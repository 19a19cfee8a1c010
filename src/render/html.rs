//! Standalone HTML output: `<stem>.html` plus a `<stem>_attachments/` folder.

use std::io::Write;
use std::path::{Path, PathBuf};

use tracing::debug;

use super::{write_attachments, Renderer};
use crate::assembly::Document;
use crate::error::{ConvertError, Result};

/// Writes the document as a self-contained HTML file.
#[derive(Debug, Clone)]
pub struct HtmlRenderer {
    stylesheet: String,
}

impl HtmlRenderer {
    pub fn new(stylesheet: String) -> Self {
        Self { stylesheet }
    }

    /// Directory receiving the attachments of `target`.
    pub fn attachments_dir(target: &Path) -> PathBuf {
        let stem = target
            .file_stem()
            .map(|s| s.to_string_lossy().into_owned())
            .unwrap_or_else(|| "document".to_string());
        target.with_file_name(format!("{stem}_attachments"))
    }
}

impl Renderer for HtmlRenderer {
    fn extension(&self) -> &str {
        "html"
    }

    /// The document is staged next to `target` and only moved into place
    /// once every attachment is on disk, so a failed render leaves no
    /// `.html` behind.
    fn render(&self, document: &Document, target: &Path) -> Result<PathBuf> {
        let html = with_stylesheet(&document.html, &self.stylesheet);
        let parent = target
            .parent()
            .filter(|p| !p.as_os_str().is_empty())
            .unwrap_or(Path::new("."));
        let mut staged =
            tempfile::NamedTempFile::new_in(parent).map_err(|e| ConvertError::io(target, e))?;
        staged
            .write_all(html.as_bytes())
            .map_err(|e| ConvertError::io(target, e))?;

        let written = write_attachments(document, &Self::attachments_dir(target))?;
        staged
            .persist(target)
            .map_err(|e| ConvertError::io(target, e.error))?;
        debug!(
            path = %target.display(),
            attachments = written.len(),
            "Wrote HTML document"
        );
        Ok(target.to_path_buf())
    }
}

/// Put `stylesheet` in a `<style>` element at the end of `<head>`, or in
/// front of everything when the document has no head.
pub fn with_stylesheet(html: &str, stylesheet: &str) -> String {
    let style = format!("<style>\n{stylesheet}\n</style>");
    match html.find("</head>") {
        Some(pos) => format!("{}{style}{}", &html[..pos], &html[pos..]),
        None => format!("{style}{html}"),
    }
}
__________________________________________________
Every line that contains the string "head" should be returned from the data.

[Response below]
/// Put `stylesheet` in a `<style>` element at the end of `<head>`, or in
/// front of everything when the document has no head.
    match html.find("</head>") {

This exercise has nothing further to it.